→ Task objective
Across the records below, how many lines include the string "ChennaiSuperKings"? State the number and nothing more.

→ Source records
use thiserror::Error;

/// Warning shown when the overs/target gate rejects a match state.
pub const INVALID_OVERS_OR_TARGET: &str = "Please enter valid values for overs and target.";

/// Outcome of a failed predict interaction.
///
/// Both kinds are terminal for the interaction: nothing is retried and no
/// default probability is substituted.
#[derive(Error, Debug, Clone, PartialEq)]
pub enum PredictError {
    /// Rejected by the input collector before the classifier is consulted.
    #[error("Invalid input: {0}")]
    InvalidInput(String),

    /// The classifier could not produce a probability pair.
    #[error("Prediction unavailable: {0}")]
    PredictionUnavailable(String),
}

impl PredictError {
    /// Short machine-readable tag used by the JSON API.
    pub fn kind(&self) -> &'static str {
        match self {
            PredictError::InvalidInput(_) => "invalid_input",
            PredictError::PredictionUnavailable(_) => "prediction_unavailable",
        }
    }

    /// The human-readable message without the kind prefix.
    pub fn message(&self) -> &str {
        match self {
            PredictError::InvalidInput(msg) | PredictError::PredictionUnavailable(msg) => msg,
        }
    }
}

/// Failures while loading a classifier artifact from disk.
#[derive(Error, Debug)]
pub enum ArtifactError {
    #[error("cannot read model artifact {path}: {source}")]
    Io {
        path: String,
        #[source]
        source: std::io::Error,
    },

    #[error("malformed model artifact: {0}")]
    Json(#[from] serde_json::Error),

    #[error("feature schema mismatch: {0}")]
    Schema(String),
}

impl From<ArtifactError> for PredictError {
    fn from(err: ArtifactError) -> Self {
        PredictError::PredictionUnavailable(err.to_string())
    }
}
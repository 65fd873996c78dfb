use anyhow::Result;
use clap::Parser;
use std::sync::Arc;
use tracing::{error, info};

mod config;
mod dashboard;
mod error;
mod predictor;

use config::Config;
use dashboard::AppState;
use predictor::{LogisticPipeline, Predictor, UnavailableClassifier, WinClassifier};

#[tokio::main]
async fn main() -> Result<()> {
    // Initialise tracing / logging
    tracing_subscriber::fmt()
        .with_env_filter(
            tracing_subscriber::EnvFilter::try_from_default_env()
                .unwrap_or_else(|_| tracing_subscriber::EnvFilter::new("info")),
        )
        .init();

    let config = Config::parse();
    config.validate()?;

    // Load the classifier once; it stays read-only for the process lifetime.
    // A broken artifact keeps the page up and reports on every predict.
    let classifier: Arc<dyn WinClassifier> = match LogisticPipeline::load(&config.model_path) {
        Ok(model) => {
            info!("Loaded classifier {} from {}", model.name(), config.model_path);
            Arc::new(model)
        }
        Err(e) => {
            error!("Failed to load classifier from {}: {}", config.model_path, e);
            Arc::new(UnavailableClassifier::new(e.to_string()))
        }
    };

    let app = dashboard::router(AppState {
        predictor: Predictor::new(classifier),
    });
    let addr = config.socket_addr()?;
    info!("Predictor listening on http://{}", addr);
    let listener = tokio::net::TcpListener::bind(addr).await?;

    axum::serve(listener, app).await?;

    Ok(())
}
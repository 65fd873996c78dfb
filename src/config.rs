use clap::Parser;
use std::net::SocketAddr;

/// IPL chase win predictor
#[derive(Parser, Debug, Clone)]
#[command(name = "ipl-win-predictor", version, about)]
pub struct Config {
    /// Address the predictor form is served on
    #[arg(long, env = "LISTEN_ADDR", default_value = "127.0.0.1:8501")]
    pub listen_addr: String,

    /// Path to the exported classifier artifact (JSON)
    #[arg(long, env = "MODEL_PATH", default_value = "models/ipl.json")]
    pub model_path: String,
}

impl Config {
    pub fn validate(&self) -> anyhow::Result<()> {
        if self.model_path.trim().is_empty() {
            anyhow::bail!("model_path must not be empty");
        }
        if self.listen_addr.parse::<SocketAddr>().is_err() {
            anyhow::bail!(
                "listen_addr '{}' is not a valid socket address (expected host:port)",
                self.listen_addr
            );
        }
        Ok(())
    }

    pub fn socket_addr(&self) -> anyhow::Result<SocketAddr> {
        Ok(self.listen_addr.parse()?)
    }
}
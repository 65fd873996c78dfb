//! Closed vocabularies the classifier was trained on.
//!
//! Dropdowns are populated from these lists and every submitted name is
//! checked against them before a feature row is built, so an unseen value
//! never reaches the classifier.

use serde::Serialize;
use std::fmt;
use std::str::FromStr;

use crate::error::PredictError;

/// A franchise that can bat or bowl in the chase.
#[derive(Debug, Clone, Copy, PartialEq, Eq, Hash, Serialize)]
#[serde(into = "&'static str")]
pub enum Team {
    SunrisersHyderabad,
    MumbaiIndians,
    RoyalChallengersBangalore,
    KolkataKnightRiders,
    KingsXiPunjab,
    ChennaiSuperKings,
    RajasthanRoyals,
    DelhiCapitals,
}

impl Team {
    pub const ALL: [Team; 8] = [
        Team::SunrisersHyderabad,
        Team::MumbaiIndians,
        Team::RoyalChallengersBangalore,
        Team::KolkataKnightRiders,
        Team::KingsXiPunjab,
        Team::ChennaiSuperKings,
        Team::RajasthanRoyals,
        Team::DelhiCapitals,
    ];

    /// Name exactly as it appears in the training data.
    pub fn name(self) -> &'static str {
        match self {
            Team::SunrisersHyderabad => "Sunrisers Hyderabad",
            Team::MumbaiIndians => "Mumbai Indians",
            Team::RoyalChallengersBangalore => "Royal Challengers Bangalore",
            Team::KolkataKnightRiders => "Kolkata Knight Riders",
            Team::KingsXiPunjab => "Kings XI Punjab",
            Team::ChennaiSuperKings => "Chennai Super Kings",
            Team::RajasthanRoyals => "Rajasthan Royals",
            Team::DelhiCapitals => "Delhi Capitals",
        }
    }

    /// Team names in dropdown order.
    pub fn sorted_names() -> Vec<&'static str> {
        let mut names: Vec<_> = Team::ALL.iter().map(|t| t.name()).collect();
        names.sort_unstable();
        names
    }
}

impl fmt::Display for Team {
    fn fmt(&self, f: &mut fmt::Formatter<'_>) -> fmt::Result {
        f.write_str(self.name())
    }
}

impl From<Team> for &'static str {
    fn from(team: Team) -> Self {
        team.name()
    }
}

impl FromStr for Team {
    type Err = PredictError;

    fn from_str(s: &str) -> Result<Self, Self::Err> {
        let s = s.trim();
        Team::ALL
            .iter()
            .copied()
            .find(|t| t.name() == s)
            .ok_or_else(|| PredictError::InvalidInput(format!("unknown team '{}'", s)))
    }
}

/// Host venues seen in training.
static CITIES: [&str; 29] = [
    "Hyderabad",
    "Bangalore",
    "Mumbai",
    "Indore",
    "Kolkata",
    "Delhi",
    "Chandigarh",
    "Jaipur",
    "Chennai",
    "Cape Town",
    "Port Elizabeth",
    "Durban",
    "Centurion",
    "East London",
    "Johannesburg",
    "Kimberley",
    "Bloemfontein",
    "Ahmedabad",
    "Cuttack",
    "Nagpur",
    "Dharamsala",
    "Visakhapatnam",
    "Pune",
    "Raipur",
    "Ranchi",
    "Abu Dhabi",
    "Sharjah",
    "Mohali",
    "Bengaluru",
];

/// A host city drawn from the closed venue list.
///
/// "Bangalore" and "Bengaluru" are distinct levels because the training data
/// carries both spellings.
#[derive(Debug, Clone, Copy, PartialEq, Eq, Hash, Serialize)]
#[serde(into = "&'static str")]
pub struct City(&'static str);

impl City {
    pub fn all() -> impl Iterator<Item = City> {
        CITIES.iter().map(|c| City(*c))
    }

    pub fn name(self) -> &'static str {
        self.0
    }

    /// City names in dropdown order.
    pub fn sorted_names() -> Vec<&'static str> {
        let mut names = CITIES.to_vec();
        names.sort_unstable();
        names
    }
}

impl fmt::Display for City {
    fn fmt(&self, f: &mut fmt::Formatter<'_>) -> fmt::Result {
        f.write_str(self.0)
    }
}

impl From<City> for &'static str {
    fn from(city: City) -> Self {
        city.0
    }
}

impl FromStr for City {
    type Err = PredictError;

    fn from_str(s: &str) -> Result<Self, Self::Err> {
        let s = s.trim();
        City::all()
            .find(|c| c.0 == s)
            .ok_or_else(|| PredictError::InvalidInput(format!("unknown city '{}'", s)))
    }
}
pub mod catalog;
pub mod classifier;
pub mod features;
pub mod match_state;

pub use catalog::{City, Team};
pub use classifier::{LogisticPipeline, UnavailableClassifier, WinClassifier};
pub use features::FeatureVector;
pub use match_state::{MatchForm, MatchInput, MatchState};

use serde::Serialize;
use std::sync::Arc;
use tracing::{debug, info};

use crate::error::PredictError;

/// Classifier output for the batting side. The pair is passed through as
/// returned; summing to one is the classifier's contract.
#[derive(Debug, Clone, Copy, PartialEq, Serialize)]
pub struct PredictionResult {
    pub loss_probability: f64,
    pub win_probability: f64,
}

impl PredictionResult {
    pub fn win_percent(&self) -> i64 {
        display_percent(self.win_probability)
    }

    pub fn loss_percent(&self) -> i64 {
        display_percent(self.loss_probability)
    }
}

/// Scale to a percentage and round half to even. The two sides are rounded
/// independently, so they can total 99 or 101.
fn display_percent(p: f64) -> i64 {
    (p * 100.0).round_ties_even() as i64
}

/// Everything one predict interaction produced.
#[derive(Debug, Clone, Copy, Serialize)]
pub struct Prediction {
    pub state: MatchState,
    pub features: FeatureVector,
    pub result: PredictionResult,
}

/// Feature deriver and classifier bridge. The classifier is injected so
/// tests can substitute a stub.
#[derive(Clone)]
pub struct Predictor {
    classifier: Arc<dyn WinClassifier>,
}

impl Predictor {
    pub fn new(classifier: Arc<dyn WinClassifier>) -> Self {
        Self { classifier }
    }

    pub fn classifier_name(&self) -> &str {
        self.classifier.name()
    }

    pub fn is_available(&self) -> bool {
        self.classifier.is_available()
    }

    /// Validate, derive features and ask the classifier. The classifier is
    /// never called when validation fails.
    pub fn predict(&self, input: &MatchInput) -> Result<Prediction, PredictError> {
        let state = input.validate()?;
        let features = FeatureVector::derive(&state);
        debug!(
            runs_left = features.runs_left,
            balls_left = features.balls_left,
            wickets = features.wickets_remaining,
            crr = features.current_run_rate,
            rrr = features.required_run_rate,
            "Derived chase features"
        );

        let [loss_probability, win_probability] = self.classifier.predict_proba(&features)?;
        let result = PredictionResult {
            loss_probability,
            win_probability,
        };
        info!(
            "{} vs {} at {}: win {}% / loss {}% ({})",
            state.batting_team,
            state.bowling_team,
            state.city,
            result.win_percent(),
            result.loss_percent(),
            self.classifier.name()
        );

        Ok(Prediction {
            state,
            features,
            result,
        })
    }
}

--

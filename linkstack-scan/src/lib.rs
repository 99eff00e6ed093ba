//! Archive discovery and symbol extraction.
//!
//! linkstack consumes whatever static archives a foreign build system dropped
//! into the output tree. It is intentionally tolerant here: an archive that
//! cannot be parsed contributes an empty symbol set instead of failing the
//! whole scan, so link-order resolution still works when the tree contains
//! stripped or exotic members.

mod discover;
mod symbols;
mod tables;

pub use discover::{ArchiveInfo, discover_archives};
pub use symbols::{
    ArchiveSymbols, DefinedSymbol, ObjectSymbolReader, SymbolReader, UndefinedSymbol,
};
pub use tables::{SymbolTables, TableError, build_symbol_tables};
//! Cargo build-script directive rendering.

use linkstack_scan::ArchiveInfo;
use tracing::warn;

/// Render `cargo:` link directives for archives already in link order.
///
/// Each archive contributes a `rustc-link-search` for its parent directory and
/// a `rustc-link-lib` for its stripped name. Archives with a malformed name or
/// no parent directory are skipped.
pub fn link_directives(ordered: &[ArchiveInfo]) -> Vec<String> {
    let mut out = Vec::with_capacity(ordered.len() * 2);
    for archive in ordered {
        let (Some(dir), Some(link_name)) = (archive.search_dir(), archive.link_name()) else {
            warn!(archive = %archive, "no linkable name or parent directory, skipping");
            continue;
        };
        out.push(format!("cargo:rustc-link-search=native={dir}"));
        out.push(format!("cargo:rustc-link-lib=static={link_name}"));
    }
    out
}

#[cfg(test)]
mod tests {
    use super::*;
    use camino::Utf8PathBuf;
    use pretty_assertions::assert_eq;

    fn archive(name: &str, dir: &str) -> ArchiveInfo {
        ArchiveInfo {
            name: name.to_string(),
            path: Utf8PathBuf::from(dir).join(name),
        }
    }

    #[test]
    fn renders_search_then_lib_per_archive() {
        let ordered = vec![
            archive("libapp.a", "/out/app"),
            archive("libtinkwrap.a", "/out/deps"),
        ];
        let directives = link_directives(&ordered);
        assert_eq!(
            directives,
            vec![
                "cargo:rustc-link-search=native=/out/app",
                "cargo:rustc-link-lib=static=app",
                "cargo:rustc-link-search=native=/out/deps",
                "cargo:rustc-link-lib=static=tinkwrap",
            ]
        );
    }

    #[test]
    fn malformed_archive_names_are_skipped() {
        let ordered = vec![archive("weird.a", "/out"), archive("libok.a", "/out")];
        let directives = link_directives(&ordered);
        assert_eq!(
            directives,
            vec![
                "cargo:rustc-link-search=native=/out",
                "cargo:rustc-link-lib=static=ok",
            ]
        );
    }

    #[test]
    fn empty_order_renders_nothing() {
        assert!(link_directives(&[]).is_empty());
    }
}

---

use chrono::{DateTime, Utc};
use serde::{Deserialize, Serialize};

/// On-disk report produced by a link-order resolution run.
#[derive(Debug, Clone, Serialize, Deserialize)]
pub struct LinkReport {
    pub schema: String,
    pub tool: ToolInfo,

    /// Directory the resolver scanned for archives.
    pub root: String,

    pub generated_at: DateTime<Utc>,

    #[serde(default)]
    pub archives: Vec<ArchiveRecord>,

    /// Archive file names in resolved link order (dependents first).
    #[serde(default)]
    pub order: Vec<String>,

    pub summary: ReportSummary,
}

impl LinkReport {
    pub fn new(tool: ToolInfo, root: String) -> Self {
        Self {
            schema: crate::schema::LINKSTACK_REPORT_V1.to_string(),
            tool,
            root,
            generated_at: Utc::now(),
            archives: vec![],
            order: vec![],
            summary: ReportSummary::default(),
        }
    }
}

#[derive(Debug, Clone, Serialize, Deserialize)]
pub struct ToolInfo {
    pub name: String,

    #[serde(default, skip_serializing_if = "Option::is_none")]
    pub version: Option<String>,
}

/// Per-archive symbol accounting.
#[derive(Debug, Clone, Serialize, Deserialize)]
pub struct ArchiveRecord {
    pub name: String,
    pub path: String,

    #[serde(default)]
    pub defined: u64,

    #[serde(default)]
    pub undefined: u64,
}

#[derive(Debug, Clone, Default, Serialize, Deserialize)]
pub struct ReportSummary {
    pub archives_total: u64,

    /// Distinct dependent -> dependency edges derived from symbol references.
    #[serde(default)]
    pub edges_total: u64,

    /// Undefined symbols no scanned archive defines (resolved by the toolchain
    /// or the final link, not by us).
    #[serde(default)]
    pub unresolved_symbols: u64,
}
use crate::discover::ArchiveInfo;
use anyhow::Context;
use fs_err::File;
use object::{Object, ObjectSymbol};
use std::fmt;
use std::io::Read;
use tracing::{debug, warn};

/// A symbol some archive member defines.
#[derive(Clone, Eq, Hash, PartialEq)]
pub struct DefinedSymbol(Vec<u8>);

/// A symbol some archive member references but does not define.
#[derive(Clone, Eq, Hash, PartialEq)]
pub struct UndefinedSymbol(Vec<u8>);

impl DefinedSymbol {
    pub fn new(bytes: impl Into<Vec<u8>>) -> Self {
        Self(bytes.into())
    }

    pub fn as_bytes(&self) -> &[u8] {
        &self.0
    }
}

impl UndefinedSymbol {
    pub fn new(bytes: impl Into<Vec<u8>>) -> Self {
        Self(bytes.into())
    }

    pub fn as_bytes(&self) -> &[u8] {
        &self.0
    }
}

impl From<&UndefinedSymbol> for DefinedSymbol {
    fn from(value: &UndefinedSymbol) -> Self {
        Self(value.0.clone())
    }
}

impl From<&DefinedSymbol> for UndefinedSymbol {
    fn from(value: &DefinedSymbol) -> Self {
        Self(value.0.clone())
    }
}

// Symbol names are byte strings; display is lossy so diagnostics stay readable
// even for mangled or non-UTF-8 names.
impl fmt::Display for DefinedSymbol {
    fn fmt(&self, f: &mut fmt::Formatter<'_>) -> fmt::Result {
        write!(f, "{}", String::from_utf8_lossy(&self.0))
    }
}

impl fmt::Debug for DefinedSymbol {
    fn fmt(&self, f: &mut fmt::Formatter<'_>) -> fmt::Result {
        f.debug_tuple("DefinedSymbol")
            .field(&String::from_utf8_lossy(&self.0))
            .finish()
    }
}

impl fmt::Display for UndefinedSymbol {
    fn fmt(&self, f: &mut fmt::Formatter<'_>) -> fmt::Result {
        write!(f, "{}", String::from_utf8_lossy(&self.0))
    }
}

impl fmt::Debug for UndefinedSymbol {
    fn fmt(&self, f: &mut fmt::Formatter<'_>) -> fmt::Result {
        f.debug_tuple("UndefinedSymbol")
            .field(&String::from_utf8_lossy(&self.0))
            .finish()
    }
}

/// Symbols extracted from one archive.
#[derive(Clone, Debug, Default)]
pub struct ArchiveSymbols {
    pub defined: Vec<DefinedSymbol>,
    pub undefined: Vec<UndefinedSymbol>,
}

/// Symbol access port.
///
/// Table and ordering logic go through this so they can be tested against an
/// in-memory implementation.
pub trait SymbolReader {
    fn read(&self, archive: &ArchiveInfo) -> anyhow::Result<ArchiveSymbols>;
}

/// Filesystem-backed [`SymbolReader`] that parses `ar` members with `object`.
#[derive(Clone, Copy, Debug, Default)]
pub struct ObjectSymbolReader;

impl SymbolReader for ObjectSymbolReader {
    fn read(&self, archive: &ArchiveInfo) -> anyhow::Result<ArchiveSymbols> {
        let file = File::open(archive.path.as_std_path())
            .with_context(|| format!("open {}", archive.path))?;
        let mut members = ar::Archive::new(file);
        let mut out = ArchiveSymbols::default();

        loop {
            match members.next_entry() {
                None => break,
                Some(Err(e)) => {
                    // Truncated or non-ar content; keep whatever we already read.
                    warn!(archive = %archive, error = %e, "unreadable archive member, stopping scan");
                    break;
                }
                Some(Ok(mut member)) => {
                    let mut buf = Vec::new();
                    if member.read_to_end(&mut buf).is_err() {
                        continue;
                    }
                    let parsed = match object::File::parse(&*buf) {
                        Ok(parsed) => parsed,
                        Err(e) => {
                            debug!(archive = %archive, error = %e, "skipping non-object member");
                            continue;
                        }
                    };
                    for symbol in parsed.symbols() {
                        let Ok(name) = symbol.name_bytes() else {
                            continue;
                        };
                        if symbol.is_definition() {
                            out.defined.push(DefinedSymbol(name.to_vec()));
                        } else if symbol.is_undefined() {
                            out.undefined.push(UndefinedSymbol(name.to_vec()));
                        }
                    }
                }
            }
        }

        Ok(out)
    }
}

→ Result below
3